October 29, 2013

Doctors urge hepatitis C tests for boomers

October 29, 2013, 11:29 AM

By Matthew Heimer

Hepatitis C is a virus surrounded by a considerable stigma, with much of the general public associating infection with drug addiction and unsanitary living. But if a trend in the medical establishment continues to gain momentum, doctors will soon be telling millions of their otherwise healthy middle-aged patients to get tested for the disease, as Joseph Walker of The Wall Street Journal reports this week. (Walker discusses the phenomenon with Wendy Bounds of WSJLive in the clip below.)

About 3.2 million Americans carry the hepatitis C virus, or HCV, according to the Centers for Disease Control and Prevention, but the majority of them don’t know it; most don’t realize they’re carriers until the virus causes complications like liver cancer or cirrhosis, often decades after infection took place. The CDC estimates that HCV killed roughly 16,600 people in 2010. And this summer, the U.S. Preventive Services Task Force, a board that sets guidelines for medical practice, recommended that everybody born between 1945 and 1965 get screened for the disease at least once—an advisory that Walker estimates could affect as many as 60 million people.

Why single out the boomers?

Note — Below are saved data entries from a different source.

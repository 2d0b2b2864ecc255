mod platform;

use clap::Parser;
use platform::cli::Cli;

#[tokio::main]
async fn main() -> anyhow::Result<()> {
    platform::run(Cli::parse()).await
}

It’s partly a Me Generation issue: Intravenous drug users are among the highest-risk groups for infection, and boomers came of age during a time when experimentation with those drugs was relatively common. But the safety of the blood supply is a bigger factor: Blood donations weren’t routinely monitored and screened for many viruses before the early 1990s, and anyone who received a transfusion for any reason before then could potentially have been infected.

That task-force decision will mean some relief for boomers’ wallets. Testing can cost up to $200, not including follow-ups, but the fact that HCV screening has made the recommended list means that most private insurers are now required to cover the screening at no charge to the patient. (Medicare administrators say they’ll decide by next summer whether to cover screening.)

Still, as Walker reports, some doctors have misgivings about adding another blood test to older Americans’ medical to-do lists. HCV could be somewhat akin to prostate cancer as a midlife medical challenge: Since the majority of those infected won’t develop serious symptoms, many patients will have to decide whether to spend money, time and energy monitoring a condition that may never significantly affect them. (Then again, unlike prostate cancer, HCV can be transmitted from an infected person to someone else.)

On this front, at least, there’s some good news: Monitoring the liver for potential damage is now more likely to involve non-invasive procedures like blood tests, rather than more dangerous and complicated biopsies.